- _Brief_
All lines in the data bearing the string "TestServer" should be identified and copied.

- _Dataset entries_
════
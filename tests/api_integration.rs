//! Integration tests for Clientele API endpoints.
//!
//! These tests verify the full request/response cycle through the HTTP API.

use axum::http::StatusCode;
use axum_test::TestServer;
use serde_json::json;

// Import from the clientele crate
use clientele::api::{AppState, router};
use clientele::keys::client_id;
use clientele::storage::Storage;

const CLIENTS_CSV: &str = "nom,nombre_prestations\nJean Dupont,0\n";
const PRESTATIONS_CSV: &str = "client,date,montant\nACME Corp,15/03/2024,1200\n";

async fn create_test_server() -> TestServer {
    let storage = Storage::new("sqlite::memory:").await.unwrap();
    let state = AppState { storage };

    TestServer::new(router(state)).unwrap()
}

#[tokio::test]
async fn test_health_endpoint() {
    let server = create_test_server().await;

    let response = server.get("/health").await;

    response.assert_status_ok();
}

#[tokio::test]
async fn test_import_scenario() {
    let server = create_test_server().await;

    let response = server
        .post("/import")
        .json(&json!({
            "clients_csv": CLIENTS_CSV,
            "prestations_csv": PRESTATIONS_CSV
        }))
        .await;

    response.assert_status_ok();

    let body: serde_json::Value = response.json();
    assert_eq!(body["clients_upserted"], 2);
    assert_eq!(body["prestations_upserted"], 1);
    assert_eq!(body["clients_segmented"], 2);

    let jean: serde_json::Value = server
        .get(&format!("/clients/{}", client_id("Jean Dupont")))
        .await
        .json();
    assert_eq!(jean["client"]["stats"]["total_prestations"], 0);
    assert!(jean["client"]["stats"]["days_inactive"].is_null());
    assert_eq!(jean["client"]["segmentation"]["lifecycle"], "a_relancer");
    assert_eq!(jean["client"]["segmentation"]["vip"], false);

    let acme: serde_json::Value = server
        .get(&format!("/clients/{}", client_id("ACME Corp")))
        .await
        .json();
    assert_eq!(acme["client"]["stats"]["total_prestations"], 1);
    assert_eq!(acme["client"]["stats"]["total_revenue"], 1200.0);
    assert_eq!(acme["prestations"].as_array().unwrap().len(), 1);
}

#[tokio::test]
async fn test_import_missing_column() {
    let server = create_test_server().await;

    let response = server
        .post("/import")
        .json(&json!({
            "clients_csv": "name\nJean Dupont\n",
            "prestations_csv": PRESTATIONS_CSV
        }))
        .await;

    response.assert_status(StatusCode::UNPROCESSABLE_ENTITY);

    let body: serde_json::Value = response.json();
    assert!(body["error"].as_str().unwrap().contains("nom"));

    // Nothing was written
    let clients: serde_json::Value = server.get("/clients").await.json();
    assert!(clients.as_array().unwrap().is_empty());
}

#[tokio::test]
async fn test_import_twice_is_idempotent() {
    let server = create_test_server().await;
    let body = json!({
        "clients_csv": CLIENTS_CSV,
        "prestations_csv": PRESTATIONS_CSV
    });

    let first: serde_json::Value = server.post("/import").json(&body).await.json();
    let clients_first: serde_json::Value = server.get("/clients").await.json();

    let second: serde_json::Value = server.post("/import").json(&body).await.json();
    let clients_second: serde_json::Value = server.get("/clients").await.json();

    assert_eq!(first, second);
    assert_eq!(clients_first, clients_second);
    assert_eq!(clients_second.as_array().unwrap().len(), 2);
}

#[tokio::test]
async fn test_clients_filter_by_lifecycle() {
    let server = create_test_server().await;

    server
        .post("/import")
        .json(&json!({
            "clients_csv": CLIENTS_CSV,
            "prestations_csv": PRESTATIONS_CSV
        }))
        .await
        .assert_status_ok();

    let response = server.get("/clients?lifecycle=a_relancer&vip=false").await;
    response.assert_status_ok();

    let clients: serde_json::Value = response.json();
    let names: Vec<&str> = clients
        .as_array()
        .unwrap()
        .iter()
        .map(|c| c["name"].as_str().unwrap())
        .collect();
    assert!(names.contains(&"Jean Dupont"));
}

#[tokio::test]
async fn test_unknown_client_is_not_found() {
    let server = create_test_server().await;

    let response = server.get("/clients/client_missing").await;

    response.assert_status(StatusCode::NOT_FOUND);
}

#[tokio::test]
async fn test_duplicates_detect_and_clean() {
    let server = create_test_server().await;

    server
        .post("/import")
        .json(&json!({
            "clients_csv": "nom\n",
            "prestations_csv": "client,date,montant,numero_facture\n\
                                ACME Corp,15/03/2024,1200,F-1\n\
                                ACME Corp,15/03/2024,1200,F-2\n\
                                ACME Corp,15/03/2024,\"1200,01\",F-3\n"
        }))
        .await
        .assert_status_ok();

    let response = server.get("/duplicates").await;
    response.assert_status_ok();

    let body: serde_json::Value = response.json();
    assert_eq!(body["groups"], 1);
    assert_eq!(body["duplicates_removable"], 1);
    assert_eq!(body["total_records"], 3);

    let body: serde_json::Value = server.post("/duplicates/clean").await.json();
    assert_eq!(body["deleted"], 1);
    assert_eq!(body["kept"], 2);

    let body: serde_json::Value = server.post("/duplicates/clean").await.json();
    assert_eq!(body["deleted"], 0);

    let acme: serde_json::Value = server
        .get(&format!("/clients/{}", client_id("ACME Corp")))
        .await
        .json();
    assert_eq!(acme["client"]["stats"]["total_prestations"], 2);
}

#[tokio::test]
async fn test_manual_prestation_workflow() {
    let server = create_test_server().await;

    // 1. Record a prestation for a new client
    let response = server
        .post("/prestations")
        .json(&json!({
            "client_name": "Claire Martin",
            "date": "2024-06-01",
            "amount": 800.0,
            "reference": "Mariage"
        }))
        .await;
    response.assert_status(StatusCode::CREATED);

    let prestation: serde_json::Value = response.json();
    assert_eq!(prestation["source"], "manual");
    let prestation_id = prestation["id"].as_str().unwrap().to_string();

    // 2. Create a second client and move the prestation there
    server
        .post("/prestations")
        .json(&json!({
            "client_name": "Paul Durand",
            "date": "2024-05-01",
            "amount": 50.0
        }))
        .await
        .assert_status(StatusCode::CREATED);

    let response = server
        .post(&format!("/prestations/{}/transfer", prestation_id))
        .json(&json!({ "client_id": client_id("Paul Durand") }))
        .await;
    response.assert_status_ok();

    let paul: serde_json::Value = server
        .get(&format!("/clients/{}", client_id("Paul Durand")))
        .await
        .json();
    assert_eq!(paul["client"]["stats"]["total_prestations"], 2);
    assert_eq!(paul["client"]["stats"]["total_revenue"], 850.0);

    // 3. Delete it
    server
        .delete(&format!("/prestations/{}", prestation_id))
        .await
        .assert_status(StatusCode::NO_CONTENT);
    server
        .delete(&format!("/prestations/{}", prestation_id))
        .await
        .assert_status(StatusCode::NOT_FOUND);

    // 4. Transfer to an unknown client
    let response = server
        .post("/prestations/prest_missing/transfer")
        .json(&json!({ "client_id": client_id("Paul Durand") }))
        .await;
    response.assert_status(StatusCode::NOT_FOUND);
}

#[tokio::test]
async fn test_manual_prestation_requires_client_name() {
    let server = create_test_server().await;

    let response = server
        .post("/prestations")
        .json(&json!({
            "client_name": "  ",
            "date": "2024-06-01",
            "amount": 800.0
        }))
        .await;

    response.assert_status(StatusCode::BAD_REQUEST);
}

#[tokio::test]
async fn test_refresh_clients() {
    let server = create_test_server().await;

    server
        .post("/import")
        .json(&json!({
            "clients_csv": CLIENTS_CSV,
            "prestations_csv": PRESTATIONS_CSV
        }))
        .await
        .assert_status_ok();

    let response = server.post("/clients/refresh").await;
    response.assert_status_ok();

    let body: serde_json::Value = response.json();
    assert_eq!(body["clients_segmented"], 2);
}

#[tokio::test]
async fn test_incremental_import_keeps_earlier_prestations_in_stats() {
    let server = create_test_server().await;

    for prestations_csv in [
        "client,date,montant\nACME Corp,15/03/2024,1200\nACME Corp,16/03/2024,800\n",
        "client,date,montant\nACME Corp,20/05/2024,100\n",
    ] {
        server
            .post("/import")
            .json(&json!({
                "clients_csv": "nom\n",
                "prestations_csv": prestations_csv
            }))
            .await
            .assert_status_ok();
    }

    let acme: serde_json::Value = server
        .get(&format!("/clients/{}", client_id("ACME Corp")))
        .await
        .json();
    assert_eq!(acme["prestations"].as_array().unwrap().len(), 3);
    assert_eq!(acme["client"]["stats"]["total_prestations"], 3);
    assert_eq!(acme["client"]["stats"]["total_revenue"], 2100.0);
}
════
- _Response to this task_
use axum_test::TestServer;
async fn create_test_server() -> TestServer {
    TestServer::new(router(state)).unwrap()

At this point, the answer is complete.